The special grand jury that will help investigate former President Donald Trump for possible criminal meddling in Georgia’s 2020 presidential election was seated Monday after a selection process that took less than 90 minutes.
The probe employing the grand jury, seated in Atlanta, is seen by some observers as representing the biggest threat of criminal prosecution that Trump currently faces.
While still president, and waiting for Congress to confirm President Joe Biden‘s Electoral College victory, Trump, in a Jan. 2, 2021, phone call, urged Georgia Secretary of State Brad Raffensperger to “find” him enough votes to overturn Biden’s win in that state.
That phone call — and contacts other people made with the state’s attorney general and a top federal prosecutor in Georgia — are being eyed in the criminal investigation. Fulton County District Attorney Fani Willis is overseeing the probe.
Grand jury selection began Monday morning in the Fulton County Courthouse in downtown Atlanta.
A total of 200 potential grand jurors were summoned for the selection process. Out of that group, 23 jurors and three alternates were quickly picked for the panel, which can meet for up to one year.
The grand jury, which will have the power to subpoena testimony from witnesses and to obtain evidence, will not start taking testimony until next month. The lag will give jurors time to arrange their schedules and to wait until the May 24 primary in the state. Raffensperger and other potential witnesses are on the ballot.

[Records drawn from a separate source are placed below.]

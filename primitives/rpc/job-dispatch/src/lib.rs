#![cfg_attr(not(feature = "std"), no_std)]
use codec::Codec;
use sp_api::decl_runtime_apis;
use sp_core::H256;
use sp_runtime::DispatchError;
use sp_std::vec::Vec;

pub use pallet_job_dispatch::{Assignee, BondInfo, JobRecord, JobState, PodIndex};

decl_runtime_apis! {
    /// Read access to operator pods and open jobs.
    pub trait JobDispatchRuntimeApi<AccountId, Balance>
    where
        AccountId: Codec,
        Balance: Codec,
    {
        fn required_bond(pod: PodIndex) -> Balance;
        fn bond_of(operator: AccountId) -> BondInfo<Balance>;
        fn total_bonded() -> Balance;
        fn pod_count() -> PodIndex;
        fn pod_size(pod: PodIndex) -> u32;
        fn pod_members(pod: PodIndex, offset: u32, len: u32) -> Result<Vec<Assignee<AccountId>>, DispatchError>;
        fn job_record(job_hash: H256) -> JobRecord;
        fn job_state(job_hash: H256) -> JobState;
        fn job_assignee(job_hash: H256) -> Option<Assignee<AccountId>>;
        fn job_fallbacks(job_hash: H256) -> Vec<Assignee<AccountId>>;
    }
}
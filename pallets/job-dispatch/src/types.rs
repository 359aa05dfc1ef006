use codec::{Decode, Encode, MaxEncodedLen};
use scale_info::TypeInfo;
use sp_core::U256;
use sp_runtime::RuntimeDebug;

#[cfg(feature = "std")]
use serde::{Deserialize, Serialize};

/// Index of a collateral tier.
pub type PodIndex = u8;

/// Key into the table of selected primary operators.
pub type AssigneeRef = u32;

/// Number of alternate executors computed for every job.
pub const FALLBACK_SLOTS: usize = 5;

/// Big-endian bytes of a packed [`JobRecord`].
pub type PackedJob = [u8; 32];

/// Who a job (or a pod slot) is reserved for.
///
/// Slot 0 of every pod is `Open`: selecting it leaves the job claimable by any caller.
#[derive(Encode, Decode, Clone, Eq, PartialEq, RuntimeDebug, TypeInfo, MaxEncodedLen)]
#[cfg_attr(feature = "std", derive(Serialize, Deserialize))]
pub enum Assignee<AccountId> {
	Open,
	Operator(AccountId),
}

impl<AccountId: PartialEq> Assignee<AccountId> {
	/// `true` when `who` may act on behalf of this assignee.
	pub fn admits(&self, who: &AccountId) -> bool {
		match self {
			Assignee::Open => true,
			Assignee::Operator(operator) => operator == who,
		}
	}
}

/// Collateral position of an operator.
///
/// `pod` holds the pod index plus one, zero meaning the operator is unbonded.
#[derive(
	Encode, Decode, Clone, Copy, Eq, PartialEq, Default, RuntimeDebug, TypeInfo, MaxEncodedLen,
)]
#[cfg_attr(feature = "std", derive(Serialize, Deserialize))]
pub struct BondInfo<Balance> {
	pub amount: Balance,
	pub pod: u8,
}

impl<Balance> BondInfo<Balance> {
	pub fn is_bonded(&self) -> bool {
		self.pod != 0
	}

	pub fn pod_index(&self) -> Option<PodIndex> {
		self.pod.checked_sub(1)
	}
}

/// Scheduling metadata of an open job, stored packed into a single 256-bit word.
///
/// Layout, most significant bit first:
///
/// | bits    | width | field                         |
/// |---------|-------|-------------------------------|
/// | 248-255 | 8     | pod index                     |
/// | 216-247 | 32    | primary operator reference    |
/// | 176-215 | 40    | block height at assignment    |
/// | 160-175 | 16    | fallback index #1             |
/// | 144-159 | 16    | fallback index #2             |
/// | 128-143 | 16    | fallback index #3             |
/// | 112-127 | 16    | fallback index #4             |
/// | 96-111  | 16    | fallback index #5             |
/// | 0-95    | 96    | reserved, always zero         |
#[derive(Encode, Decode, Clone, Copy, Eq, PartialEq, Default, RuntimeDebug, TypeInfo)]
#[cfg_attr(feature = "std", derive(Serialize, Deserialize))]
pub struct JobRecord {
	pub pod: PodIndex,
	pub assignee_ref: AssigneeRef,
	pub assigned_at: u64,
	pub fallbacks: [u16; FALLBACK_SLOTS],
}

impl JobRecord {
	const POD_SHIFT: usize = 248;
	const REF_SHIFT: usize = 216;
	const HEIGHT_SHIFT: usize = 176;
	const FALLBACK_SHIFT: usize = 160;
	const FALLBACK_WIDTH: usize = 16;

	/// Largest block height the 40-bit height field can hold.
	pub const MAX_HEIGHT: u64 = (1 << 40) - 1;

	pub fn pack(&self) -> U256 {
		let mut word = (U256::from(self.pod) << Self::POD_SHIFT) |
			(U256::from(self.assignee_ref) << Self::REF_SHIFT) |
			(U256::from(self.assigned_at & Self::MAX_HEIGHT) << Self::HEIGHT_SHIFT);
		for (slot, index) in self.fallbacks.iter().enumerate() {
			word = word | (U256::from(*index) << Self::fallback_shift(slot));
		}
		word
	}

	/// Inverse of [`JobRecord::pack`]. Reserved bits are ignored.
	pub fn unpack(word: U256) -> Self {
		let mut fallbacks = [0u16; FALLBACK_SLOTS];
		for (slot, index) in fallbacks.iter_mut().enumerate() {
			*index = ((word >> Self::fallback_shift(slot)).low_u32() & 0xffff) as u16;
		}
		Self {
			pod: ((word >> Self::POD_SHIFT).low_u32() & 0xff) as u8,
			assignee_ref: (word >> Self::REF_SHIFT).low_u32(),
			assigned_at: (word >> Self::HEIGHT_SHIFT).low_u64() & Self::MAX_HEIGHT,
			fallbacks,
		}
	}

	pub fn to_word(&self) -> PackedJob {
		let mut word = [0u8; 32];
		self.pack().to_big_endian(&mut word);
		word
	}

	pub fn from_word(word: &PackedJob) -> Self {
		Self::unpack(U256::from_big_endian(word))
	}

	pub fn is_empty(&self) -> bool {
		*self == Self::default()
	}

	fn fallback_shift(slot: usize) -> usize {
		Self::FALLBACK_SHIFT - slot * Self::FALLBACK_WIDTH
	}
}

/// Where an execution attempt sits on the escalation ladder.
#[derive(Encode, Decode, Clone, Copy, Eq, PartialEq, RuntimeDebug, TypeInfo, MaxEncodedLen)]
#[cfg_attr(feature = "std", derive(Serialize, Deserialize))]
pub enum Claim {
	/// The assigned operator (or anyone, for an open job) inside the primary window.
	Primary,
	/// Alternate executor selected from the given fallback slot.
	Fallback(u8),
	/// Every fallback slot has elapsed; the job is open to any caller.
	Exhausted,
}

/// Lifecycle of a job as seen at the current block.
#[derive(Encode, Decode, Clone, Copy, Eq, PartialEq, RuntimeDebug, TypeInfo, MaxEncodedLen)]
#[cfg_attr(feature = "std", derive(Serialize, Deserialize))]
pub enum JobState {
	Unassigned,
	PrimaryWindow { remaining: u64 },
	Escalation { rung: u8 },
	Exhausted,
}

#[cfg(test)]
mod tests {
	use super::*;

	fn sample() -> JobRecord {
		JobRecord {
			pod: 3,
			assignee_ref: 0xdead_beef,
			assigned_at: JobRecord::MAX_HEIGHT - 7,
			fallbacks: [1, 0, 0xffff, 42, 7],
		}
	}

	#[test]
	fn packing_places_fields_at_documented_offsets() {
		let bytes = sample().to_word();

		assert_eq!(bytes[0], 3);
		assert_eq!(&bytes[1..5], &0xdead_beefu32.to_be_bytes());
		assert_eq!(&bytes[5..10], &(JobRecord::MAX_HEIGHT - 7).to_be_bytes()[3..]);
		assert_eq!(&bytes[10..12], &1u16.to_be_bytes());
		assert_eq!(&bytes[12..14], &0u16.to_be_bytes());
		assert_eq!(&bytes[14..16], &0xffffu16.to_be_bytes());
		assert_eq!(&bytes[16..18], &42u16.to_be_bytes());
		assert_eq!(&bytes[18..20], &7u16.to_be_bytes());
		assert!(bytes[20..].iter().all(|b| *b == 0));
	}

	#[test]
	fn unpack_restores_every_field() {
		assert_eq!(JobRecord::unpack(sample().pack()), sample());
	}

	#[test]
	fn reserved_bits_do_not_leak_into_fields() {
		let reserved = (U256::one() << 96) - U256::one();
		let word = sample().pack() | reserved;
		assert_eq!(JobRecord::unpack(word), sample());
	}

	#[test]
	fn zero_word_is_the_empty_record() {
		assert!(JobRecord::from_word(&[0u8; 32]).is_empty());
		assert_eq!(JobRecord::from_word(&sample().to_word()), sample());
		assert!(!sample().is_empty());
	}

	#[test]
	fn bond_info_sentinel() {
		let unbonded = BondInfo::<u128>::default();
		assert!(!unbonded.is_bonded());
		assert_eq!(unbonded.pod_index(), None);

		let bonded = BondInfo { amount: 1_000u128, pod: 1 };
		assert!(bonded.is_bonded());
		assert_eq!(bonded.pod_index(), Some(0));
	}

	#[test]
	fn open_assignee_admits_anyone() {
		assert!(Assignee::<u64>::Open.admits(&9));
		assert!(Assignee::Operator(4u64).admits(&4));
		assert!(!Assignee::Operator(4u64).admits(&9));
	}
}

The panel will not have the power to issue indictments but can make recommendations to Willis about criminal prosecutions.
A second grand jury, in New York state court in Manhattan, that was investigating Trump for possible criminal conduct in his business reportedly was allowed to expire Friday without issuing charges. The grand jury wrapped up despite claims by a former prosecutor with that probe that there was evidence Trump was guilty of numerous felonies.
The Manhattan district attorney’s office has said its investigation of the former president continues, and suggested other grand juries could be used to take testimony about him and the Trump Organization.
But the resignations of two prosecutors from the probe, and a third prosecutor’s reported decision to step back from active involvement in the case, have dramatically lowered expectations of criminal charges against Trump in New York.
In Georgia, a judge in January granted Willis’ request to impanel a grand jury to investigate Trump after Willis said she “received information indicating a reasonable probability” that Georgia’s 2020 election “was subject to possible criminal disruptions.”
Willis said that information included reports that people “associated with these disruptions” had contacted the state’s secretary of state, its attorney general, and the United States Attorney for the Northern District of Georgia.
The contacts alluded to what were seen to be part of a pattern by Trump and his allies to try to reverse Biden’s popular vote wins in several swing states, among them Georgia. Those states gave the president his margin of victory in the Electoral College, the body that facilitates the winner of U.S. presidential elections.
“All I want to do is this: I just want to find 11,780 votes,” Trump told Raffensperger in the January 2021 call. It came four days before a riot of Trump supporters disrupted a joint session of Congress that was meeting to certify the Democratic presidential win.
Raffensperger had indicated to Willis’ office that he would not participate in an interview with criminal investigators unless he is subpoenaed, the DA wrote a judge in January.
Trump has said his call with Raffensperger “was perfect, perhaps even more so than my call with the Ukrainian president, if that’s possible.”
Trump in that 2019 call with Ukrainian President Volodymyr Zelenskyy urged him to announce an investigation into Biden and Biden’s son Hunter. The call occurred as Biden was the favorite to win the Democratic Party’s presidential nomination in 2020.
Trump was withholding congressionally approved military aid from Ukraine at the time of the phone call. He was impeached by the House of Representatives over the call, but was acquitted at trial in the Senate.